I know trailers are supposed to be decision-influencers, but don't we also spend a lot of time complaining how misleading they are? That's why I don't often get negatively emotional about what's in them--even if I could see your subtext, I'd have too much experience telling me it's unclear how it is related to the movie itself, and so I only let the good stuff hit home, inasmuch as I can.
I understand your problem is with the visuals, and not the plot of the movie itself (although your last post now greatly confuses even that issue, as you're upset about a *possible* ending.... that's part of the plot of the film, not just the visuals). But the vehemence with which you're attacking something that I'm not seeing there (and neither are many other people) is quite baffling.

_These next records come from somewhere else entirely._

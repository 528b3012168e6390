//! Drafting new agent definitions with Claude.

use crate::agent::ModelTier;
use crate::error::{CrewError, Result};
use crate::extract::{extract_json_object, string_field};
use crate::paths::{slugify, validate_name};
use serde_yaml::{Mapping, Value};

/// An agent definition proposed by Claude, not yet on disk.
#[derive(Debug, Clone, PartialEq, Eq)]
pub struct AgentDraft {
    pub name: String,
    pub description: String,
    pub prompt: String,
}

pub fn build_authoring_prompt(request: &str) -> String {
    format!(
        "Design a Claude Code subagent for the following request:\n\
         \n\
         {request}\n\
         \n\
         Reply with ONLY a JSON object:\n\
         {{\"name\": \"<short lowercase-hyphenated identifier>\", \
         \"description\": \"<one or two sentences on when to use this agent>\", \
         \"prompt\": \"<the agent's full system prompt, written in the second person>\"}}\n",
        request = request.trim(),
    )
}

/// Pull an [`AgentDraft`] out of free text. The name is slugified and must
/// be a valid identifier afterwards.
pub fn parse_agent_draft(text: &str) -> Result<AgentDraft> {
    let obj = extract_json_object(text)
        .ok_or_else(|| CrewError::Extraction("no JSON object in reply".into()))?;
    let field = |key: &str| {
        string_field(&obj, &[key])
            .ok_or_else(|| CrewError::Extraction(format!("reply is missing {key}")))
    };

    let name = slugify(&field("name")?);
    validate_name(&name)?;

    Ok(AgentDraft {
        name,
        description: field("description")?,
        prompt: field("prompt")?,
    })
}

/// The markdown file for `draft`: YAML frontmatter then the prompt.
pub fn render_agent_file(draft: &AgentDraft, model: ModelTier, color: Option<&str>) -> Result<String> {
    let mut header = Mapping::new();
    header.insert("name".into(), Value::String(draft.name.clone()));
    header.insert("description".into(), Value::String(draft.description.clone()));
    header.insert("model".into(), Value::String(model.as_str().into()));
    if let Some(color) = color.map(str::trim).filter(|c| !c.is_empty()) {
        header.insert("color".into(), Value::String(color.into()));
    }
    let yaml = serde_yaml::to_string(&header)?;
    Ok(format!("---\n{yaml}---\n\n{}\n", draft.prompt.trim()))
}

#[cfg(test)]
mod tests {
    use super::*;
    use crate::agent::{Agent, AgentSource, Scope};
    use std::path::Path;

    #[test]
    fn prompt_embeds_request() {
        let prompt = build_authoring_prompt("  an agent that reviews SQL migrations ");
        assert!(prompt.contains("\nan agent that reviews SQL migrations\n"));
        assert!(prompt.contains("\"prompt\""));
    }

    #[test]
    fn draft_name_is_slugified() {
        let draft = parse_agent_draft(
            "Here it is: {\"name\": \"SQL Migration Reviewer\", \"description\": \"Reviews migrations\", \"prompt\": \"You review.\"}",
        )
        .unwrap();
        assert_eq!(draft.name, "sql-migration-reviewer");
        assert_eq!(draft.prompt, "You review.");
    }

    #[test]
    fn draft_requires_all_fields() {
        let err = parse_agent_draft(r#"{"name": "x", "description": "d"}"#).unwrap_err();
        assert!(err.to_string().contains("prompt"));
        assert!(matches!(
            parse_agent_draft(r#"{"name": "!!!", "description": "d", "prompt": "p"}"#),
            Err(CrewError::InvalidName(_))
        ));
    }

    #[test]
    fn rendered_file_reads_back() {
        let draft = AgentDraft {
            name: "db-tuner".into(),
            description: "Use when: queries are slow <always>".into(),
            prompt: "You tune databases.\n".into(),
        };
        let text = render_agent_file(&draft, ModelTier::Opus, Some("blue")).unwrap();
        assert!(text.starts_with("---\n"));

        let agent = Agent::from_markdown(
            Path::new("db-tuner.md"),
            &text,
            AgentSource::Agent { scope: Scope::Project },
        );
        assert_eq!(agent.description, draft.description);
        assert_eq!(agent.model, ModelTier::Opus);
        assert_eq!(agent.color.as_deref(), Some("blue"));
        assert_eq!(agent.system_prompt, "You tune databases.");
    }
}
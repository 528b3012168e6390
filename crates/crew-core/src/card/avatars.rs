use crate::agent::Agent;
use crate::error::{CrewError, Result};
use futures::future::join_all;
use std::collections::HashMap;
use std::time::Duration;
use tiny_skia::Pixmap;

/// HTTP client used for avatar downloads.
pub fn avatar_client(timeout: Duration) -> reqwest::Client {
    reqwest::Client::builder()
        .timeout(timeout)
        .user_agent(concat!("crew/", env!("CARGO_PKG_VERSION")))
        .build()
        .unwrap_or_default()
}

async fn fetch_png(client: &reqwest::Client, url: &str) -> Result<Pixmap> {
    let bytes = client
        .get(url)
        .send()
        .await?
        .error_for_status()?
        .bytes()
        .await?;
    Pixmap::decode_png(&bytes).map_err(|e| CrewError::Render(format!("avatar is not a PNG: {e}")))
}

/// Download every enriched agent's avatar concurrently, keyed by agent
/// identifier. Failures are logged and leave the entry out.
pub async fn load_avatars(agents: &[Agent], client: &reqwest::Client) -> HashMap<String, Pixmap> {
    let fetches = agents.iter().filter_map(|agent| {
        let persona = agent.persona.as_ref()?;
        Some(async move {
            let result = fetch_png(client, &persona.avatar_url).await;
            (agent.name.clone(), result)
        })
    });

    let mut avatars = HashMap::new();
    for (name, result) in join_all(fetches).await {
        match result {
            Ok(pixmap) => {
                avatars.insert(name, pixmap);
            }
            Err(e) => tracing::warn!(agent = %name, error = %e, "avatar download failed; using placeholder"),
        }
    }
    avatars
}
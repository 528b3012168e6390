use super::runtime;
use anyhow::Context;
use std::path::Path;

pub fn run(root: &Path, port: u16, no_open: bool) -> anyhow::Result<()> {
    let rt = runtime()?;
    let root = root.to_path_buf();

    rt.block_on(async move {
        let listener = tokio::net::TcpListener::bind(format!("127.0.0.1:{port}"))
            .await
            .with_context(|| format!("failed to bind port {port}"))?;
        let actual_port = listener.local_addr()?.port();
        println!("Crew API for {} → http://localhost:{actual_port}", root.display());

        tokio::select! {
            res = crew_server::serve_on(root, listener, !no_open) => res,
            _ = tokio::signal::ctrl_c() => Ok(()),
        }
    })
}
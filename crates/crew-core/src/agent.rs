use crate::frontmatter::{self, header_list, header_str};
use crate::paths;
use crate::persona::Persona;
use serde::{Deserialize, Serialize};
use std::fmt;
use std::path::{Path, PathBuf};

// ---------------------------------------------------------------------------
// Scope
// ---------------------------------------------------------------------------

/// Where a definition came from.
#[derive(Debug, Clone, Copy, PartialEq, Eq, Hash, Serialize, Deserialize)]
#[serde(rename_all = "lowercase")]
pub enum Scope {
    User,
    Project,
    Plugin,
}

impl Scope {
    pub fn as_str(&self) -> &'static str {
        match self {
            Scope::User => "user",
            Scope::Project => "project",
            Scope::Plugin => "plugin",
        }
    }
}

impl fmt::Display for Scope {
    fn fmt(&self, f: &mut fmt::Formatter<'_>) -> fmt::Result {
        f.write_str(self.as_str())
    }
}

// ---------------------------------------------------------------------------
// ModelTier
// ---------------------------------------------------------------------------

#[derive(Debug, Clone, Copy, PartialEq, Eq, Default, Serialize, Deserialize)]
#[serde(rename_all = "lowercase")]
pub enum ModelTier {
    #[default]
    Sonnet,
    Opus,
    Haiku,
}

impl ModelTier {
    pub fn as_str(&self) -> &'static str {
        match self {
            ModelTier::Sonnet => "sonnet",
            ModelTier::Opus => "opus",
            ModelTier::Haiku => "haiku",
        }
    }

    /// Case-insensitive; anything unrecognised (including `inherit`) is the default tier.
    pub fn parse_or_default(raw: Option<&str>) -> Self {
        match raw.map(|r| r.trim().to_ascii_lowercase()).as_deref() {
            Some("opus") => ModelTier::Opus,
            Some("haiku") => ModelTier::Haiku,
            _ => ModelTier::Sonnet,
        }
    }
}

impl fmt::Display for ModelTier {
    fn fmt(&self, f: &mut fmt::Formatter<'_>) -> fmt::Result {
        f.write_str(self.as_str())
    }
}

// ---------------------------------------------------------------------------
// AgentSource
// ---------------------------------------------------------------------------

/// Provenance of an agent. Plugin agents carry the owning plugin's name;
/// local agents carry their user/project scope.
#[derive(Debug, Clone, PartialEq, Eq, Serialize, Deserialize)]
#[serde(tag = "source", rename_all = "lowercase")]
pub enum AgentSource {
    Agent { scope: Scope },
    Plugin { plugin: String },
}

// ---------------------------------------------------------------------------
// Agent
// ---------------------------------------------------------------------------

#[derive(Debug, Clone, PartialEq, Serialize, Deserialize)]
#[serde(rename_all = "camelCase")]
pub struct Agent {
    pub name: String,
    pub description: String,
    pub model: ModelTier,
    pub system_prompt: String,
    #[serde(default, skip_serializing_if = "Option::is_none")]
    pub color: Option<String>,
    #[serde(default)]
    pub skills: Vec<String>,
    #[serde(flatten)]
    pub source: AgentSource,
    pub path: PathBuf,
    #[serde(default, skip_serializing_if = "Option::is_none")]
    pub persona: Option<Persona>,
}

impl Agent {
    /// Build an agent from raw file text. The identifier comes from the file
    /// stem, normalised to lowercase-with-hyphens.
    pub fn from_markdown(path: &Path, raw: &str, source: AgentSource) -> Self {
        let stem = path
            .file_stem()
            .and_then(|s| s.to_str())
            .unwrap_or_default();
        let doc = frontmatter::parse(raw);
        let header = &doc.header;

        Agent {
            name: paths::slugify(stem),
            description: header_str(header, "description").unwrap_or_default(),
            model: ModelTier::parse_or_default(header_str(header, "model").as_deref()),
            system_prompt: doc.body,
            color: header_str(header, "color").filter(|c| !c.trim().is_empty()),
            skills: header_list(header, "skills"),
            source,
            path: path.to_path_buf(),
            persona: None,
        }
    }

    pub fn scope(&self) -> Scope {
        match &self.source {
            AgentSource::Agent { scope } => *scope,
            AgentSource::Plugin { .. } => Scope::Plugin,
        }
    }

    pub fn plugin(&self) -> Option<&str> {
        match &self.source {
            AgentSource::Plugin { plugin } => Some(plugin),
            AgentSource::Agent { .. } => None,
        }
    }

    /// Display name when enriched, identifier otherwise.
    pub fn display_name(&self) -> &str {
        self.persona
            .as_ref()
            .map(|p| p.display_name.as_str())
            .unwrap_or(&self.name)
    }
}

// ---------------------------------------------------------------------------
// Tests
// ---------------------------------------------------------------------------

I have seen one poster for this movie so far, and it's Matt Damon all wrapped up in technology. Then I found an IO9 article, where the director explains how the technology is vital to the character's mission, and I'm now drifting further from "I don't see that criticism" and towards "wow, they sure like their tech, don't they?"
Yeah, I've been *trying* to see the neo-Luddite vibe that has chrismg so upset, and I'm with you ita. Not only don't I see it, I see the opposite. Or, more accurately, I see visuals (to play the confusing semantics game) that are about class warfare, with tech on both sides, making tech just a tool, with no political aspirations at all.
Yeah, I've been *trying* to see the neo-Luddite vibe that has chrismg so upset, and I'm with you ita. Not only don't I see it, I see the opposite. Or, more accurately, I see visuals (to play the confusing semantics game) that are about class warfare, with tech on both sides, making tech just a tool, with no political aspirations at all.
Pretty much this on my part, too. I also don't see how the 1% are the "bad" guys. I suppose there's an implicit structure where the rich get richer and the poor get children, but it doesn't follow that ALL of the 1%, despite having machines that zap their cancer, are "bad."